This 2016, South Carolina witnessed a troubling phenomenon. There were some creepy clown sightings. These clowns tried to lure women and kids into the woods, yelled at people from the cars, ran after people with machetes and knives. They were also spotted near cemeteries and desolate country roads.

But when did clowns go from being comic relief to frightening? And why are so many people scared of clowns? Here are some reasons why clowns give us the creeps!

#1. The Weird Makeup

The Weird Makeup

There is something off about the nature of a clown’s makeup. The white skin that looks like a corpse’s skin and the red lips that resemble the colour of blood. But this isn’t it. There is more to this. They are human but something about the way they look tells us that they are humanoid and this is what is greatly unsettling. People get the creeps when they see something like this.

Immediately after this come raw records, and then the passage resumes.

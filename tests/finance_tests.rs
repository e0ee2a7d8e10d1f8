use shiftledger::core::adjustments::AdjustmentLogic;
use shiftledger::core::attendance::AttendanceLogic;
use shiftledger::core::finance::FinanceLogic;
use shiftledger::core::settings::SettingsLogic;
use shiftledger::db::pool::DbPool;
use shiftledger::db::queries::SlotFilter;
use shiftledger::errors::{AppError, ErrorKind};
use shiftledger::models::actor::Actor;
use shiftledger::models::adjustment::NewAdjustment;
use shiftledger::models::setting::SettingType;
use shiftledger::models::shift::Shift;
use shiftledger::models::site::Site;

mod common;
use common::{d, director, monitor, pool, slot};

fn adj(monitor: &Actor, date: &str, delta: f64) -> NewAdjustment {
    NewAdjustment {
        user_id: monitor.id,
        date: d(date),
        delta_hours: delta,
        reason: "manual correction".into(),
        attendance_id: None,
    }
}

/// Authorize and mark one shift of `date`.
fn work(pool: &mut DbPool, boss: &Actor, mon: &Actor, date: &str, shift: Shift) {
    let day = d(date);
    let rec = AttendanceLogic::monitor_day(pool, mon, mon.id, day)
        .unwrap()
        .into_iter()
        .find(|r| r.shift == shift)
        .expect("scheduled block");
    AttendanceLogic::authorize(pool, boss, rec.id).unwrap();
    AttendanceLogic::mark_present(pool, mon, day, shift, day).unwrap();
}

#[test]
fn adjustments_add_to_attendance_hours() {
    let mut pool = pool();
    let boss = director(&mut pool, "boss");
    let mon = monitor(&mut pool, "mon", "Mario");
    slot(&mut pool, &mon, 0, "M", "SA");
    work(&mut pool, &boss, &mon, "2025-09-01", Shift::Morning);

    AdjustmentLogic::create(&mut pool, &boss, &adj(&mon, "2025-09-02", -2.5)).unwrap();
    AdjustmentLogic::create(&mut pool, &boss, &adj(&mon, "2025-09-04", 5.0)).unwrap();

    let t = FinanceLogic::total_hours(
        &pool,
        mon.id,
        d("2025-09-01"),
        d("2025-09-07"),
        &SlotFilter::default(),
    )
    .unwrap();

    assert_eq!(t.attendance_hours, 4.0);
    assert_eq!(t.adjustment_hours, 2.5);
    assert_eq!(t.total_hours, 6.5);
    assert_eq!(t.attendance_count, 1);
    assert_eq!(t.adjustment_count, 2);
}

#[test]
fn adjustment_range_and_reason_are_checked() {
    let mut pool = pool();
    let boss = director(&mut pool, "boss");
    let mon = monitor(&mut pool, "mon", "Mario");

    for bad in [0.0, 30.0, -24.5, f64::NAN] {
        let err = AdjustmentLogic::create(&mut pool, &boss, &adj(&mon, "2025-09-01", bad))
            .unwrap_err();
        assert!(matches!(err, AppError::InvalidRange(_)), "delta {}", bad);
        assert_eq!(err.kind(), ErrorKind::InvalidInput);
    }

    // bounds are inclusive
    AdjustmentLogic::create(&mut pool, &boss, &adj(&mon, "2025-09-01", 24.0)).unwrap();
    AdjustmentLogic::create(&mut pool, &boss, &adj(&mon, "2025-09-01", -24.0)).unwrap();

    let mut blank = adj(&mon, "2025-09-01", 1.0);
    blank.reason = "   ".into();
    let err = AdjustmentLogic::create(&mut pool, &boss, &blank).unwrap_err();
    assert_eq!(err.kind(), ErrorKind::InvalidInput);
}

#[test]
fn adjustment_targets_and_authors() {
    let mut pool = pool();
    let boss = director(&mut pool, "boss");
    let mon = monitor(&mut pool, "mon", "Mario");
    let other = monitor(&mut pool, "other", "Otto");
    slot(&mut pool, &other, 0, "M", "SA");

    let err = AdjustmentLogic::create(&mut pool, &mon, &adj(&mon, "2025-09-01", 1.0)).unwrap_err();
    assert_eq!(err.kind(), ErrorKind::Forbidden);

    let err = AdjustmentLogic::create(&mut pool, &boss, &adj(&boss, "2025-09-01", 1.0)).unwrap_err();
    assert!(matches!(err, AppError::InvalidMonitor(_)));

    let foreign = AttendanceLogic::monitor_day(&mut pool, &other, other.id, d("2025-09-01"))
        .unwrap()[0]
        .id;
    let mut linked = adj(&mon, "2025-09-01", 1.0);
    linked.attendance_id = Some(foreign);
    let err = AdjustmentLogic::create(&mut pool, &boss, &linked).unwrap_err();
    assert!(matches!(err, AppError::MismatchedAttendance { .. }));

    linked.user_id = other.id;
    let ok = AdjustmentLogic::create(&mut pool, &boss, &linked).unwrap();
    assert_eq!(ok.attendance_id, Some(foreign));
    assert_eq!(ok.director_id, boss.id);
}

#[test]
fn adjustments_list_newest_first_and_delete() {
    let mut pool = pool();
    let boss = director(&mut pool, "boss");
    let mon = monitor(&mut pool, "mon", "Mario");

    let a = AdjustmentLogic::create(&mut pool, &boss, &adj(&mon, "2025-09-01", 1.0)).unwrap();
    let b = AdjustmentLogic::create(&mut pool, &boss, &adj(&mon, "2025-09-10", 2.0)).unwrap();

    let all = AdjustmentLogic::list(&pool, &boss, Some(mon.id), None, None).unwrap();
    assert_eq!(all.iter().map(|x| x.id).collect::<Vec<_>>(), vec![b.id, a.id]);

    let early =
        AdjustmentLogic::list(&pool, &boss, None, Some(d("2025-09-01")), Some(d("2025-09-05")))
            .unwrap();
    assert_eq!(early.len(), 1);

    AdjustmentLogic::delete(&mut pool, &boss, a.id).unwrap();
    let err = AdjustmentLogic::get(&pool, &boss, a.id).unwrap_err();
    assert_eq!(err.kind(), ErrorKind::NotFound);
}

#[test]
fn total_hours_is_additive_over_disjoint_ranges() {
    let mut pool = pool();
    let boss = director(&mut pool, "boss");
    let mon = monitor(&mut pool, "mon", "Mario");
    slot(&mut pool, &mon, 0, "M", "SA");
    slot(&mut pool, &mon, 2, "T", "BA");

    work(&mut pool, &boss, &mon, "2025-09-01", Shift::Morning);
    work(&mut pool, &boss, &mon, "2025-09-03", Shift::Afternoon);
    work(&mut pool, &boss, &mon, "2025-09-08", Shift::Morning);
    AdjustmentLogic::create(&mut pool, &boss, &adj(&mon, "2025-09-05", 1.5)).unwrap();
    AdjustmentLogic::create(&mut pool, &boss, &adj(&mon, "2025-09-09", -0.5)).unwrap();

    let f = SlotFilter::default();
    let a = FinanceLogic::total_hours(&pool, mon.id, d("2025-09-01"), d("2025-09-05"), &f).unwrap();
    let b = FinanceLogic::total_hours(&pool, mon.id, d("2025-09-06"), d("2025-09-14"), &f).unwrap();
    let all = FinanceLogic::total_hours(&pool, mon.id, d("2025-09-01"), d("2025-09-14"), &f).unwrap();

    assert_eq!(a.total_hours, 9.5);
    assert_eq!(b.total_hours, 3.5);
    assert_eq!(all.total_hours, a.total_hours + b.total_hours);
    assert_eq!(all.attendance_count, a.attendance_count + b.attendance_count);
}

#[test]
fn sub_cent_deltas_are_stored_in_hundredths() {
    let mut pool = pool();
    let boss = director(&mut pool, "boss");
    let mon = monitor(&mut pool, "mon", "Mario");

    let first = AdjustmentLogic::create(&mut pool, &boss, &adj(&mon, "2025-09-01", 0.126)).unwrap();
    AdjustmentLogic::create(&mut pool, &boss, &adj(&mon, "2025-09-09", 0.126)).unwrap();
    assert_eq!(first.delta_hours, 0.13);

    let f = SlotFilter::default();
    let a = FinanceLogic::total_hours(&pool, mon.id, d("2025-09-01"), d("2025-09-05"), &f).unwrap();
    let b = FinanceLogic::total_hours(&pool, mon.id, d("2025-09-06"), d("2025-09-14"), &f).unwrap();
    let all = FinanceLogic::total_hours(&pool, mon.id, d("2025-09-01"), d("2025-09-14"), &f).unwrap();
    assert_eq!(a.total_hours, 0.13);
    assert_eq!(all.total_hours, a.total_hours + b.total_hours);

    // rounds to nothing
    let err = AdjustmentLogic::create(&mut pool, &boss, &adj(&mon, "2025-09-02", 0.004)).unwrap_err();
    assert_eq!(err.kind(), ErrorKind::InvalidInput);
}

#[test]
fn site_filter_does_not_apply_to_adjustments() {
    let mut pool = pool();
    let boss = director(&mut pool, "boss");
    let mon = monitor(&mut pool, "mon", "Mario");
    slot(&mut pool, &mon, 0, "M", "SA");
    work(&mut pool, &boss, &mon, "2025-09-01", Shift::Morning);
    AdjustmentLogic::create(&mut pool, &boss, &adj(&mon, "2025-09-01", 2.0)).unwrap();

    let ba = FinanceLogic::total_hours(
        &pool,
        mon.id,
        d("2025-09-01"),
        d("2025-09-01"),
        &SlotFilter::shift_site(None, Some(Site::Barcelona)),
    )
    .unwrap();
    assert_eq!(ba.attendance_hours, 0.0);
    assert_eq!(ba.adjustment_hours, 2.0);
    assert_eq!(ba.total_hours, 2.0);
}

#[test]
fn inverted_range_is_refused() {
    let mut pool = pool();
    let mon = monitor(&mut pool, "mon", "Mario");
    let err = FinanceLogic::total_hours(
        &pool,
        mon.id,
        d("2025-09-10"),
        d("2025-09-01"),
        &SlotFilter::default(),
    )
    .unwrap_err();
    assert_eq!(err.kind(), ErrorKind::InvalidInput);
}

#[test]
fn projection_uses_configured_rate_and_weeks() {
    let mut pool = pool();
    let boss = director(&mut pool, "boss");
    let mon = monitor(&mut pool, "mon", "Mario");
    slot(&mut pool, &mon, 0, "M", "SA");
    slot(&mut pool, &mon, 3, "T", "BA");

    assert_eq!(FinanceLogic::weekly_scheduled_hours(&pool, mon.id).unwrap(), 8.0);

    let p = FinanceLogic::projected_cost(&pool, mon.id, 4, None).unwrap();
    assert_eq!(p.total_weeks, 14);
    assert_eq!(p.weeks_remaining, 10);
    assert_eq!(p.hourly_rate, 9965.0);
    assert_eq!(p.projected_total_hours, 112.0);
    assert_eq!(p.projected_total_cost, 112.0 * 9965.0);
    assert_eq!(p.worked_hours, 32.0);
    assert_eq!(p.remaining_hours, 80.0);

    SettingsLogic::set(&mut pool, &boss, "costo_por_hora", "10000", SettingType::Decimal, "")
        .unwrap();
    let p = FinanceLogic::projected_cost(&pool, mon.id, 0, Some(10)).unwrap();
    assert_eq!(p.projected_total_cost, 800_000.0);
    assert_eq!(p.worked_cost, 0.0);
}

#[test]
fn weeks_worked_outside_the_semester_is_refused() {
    let mut pool = pool();
    let mon = monitor(&mut pool, "mon", "Mario");

    for weeks in [-1, 15] {
        let err = FinanceLogic::projected_cost(&pool, mon.id, weeks, None).unwrap_err();
        assert!(matches!(err, AppError::InvalidWeeks(_)));
        assert_eq!(err.kind(), ErrorKind::InvalidInput);
    }

    // a full semester is fine
    FinanceLogic::projected_cost(&pool, mon.id, 14, None).unwrap();
}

This is like the idea of ‘Uncanny Valley’ where subtle differences bring out the creeps like the pale man in. the fact that his eyes were on his hands and not where on the face (where human mind expects them to be) made him all the more scarier.

#2. Clowns were not originally kid’s character

True that clowns were supposed to make people laugh with their antics and behaviour but this made them scarier for children. As explained by Benjamin Radford in his book ‘Bad Clowns’, clowns were tricksters that could do something malicious for fun. And this isn’t exactly the kind of fun children would be comfortable around. In fact, in some Native American tribes such as Apache and Pueblo, clowns were participants in spiritual ceremonies and were supposed to entertain people with their antics or by telling jokes. But they had a much worse side. A tribe has also been known to chase foreigners away from their rituals.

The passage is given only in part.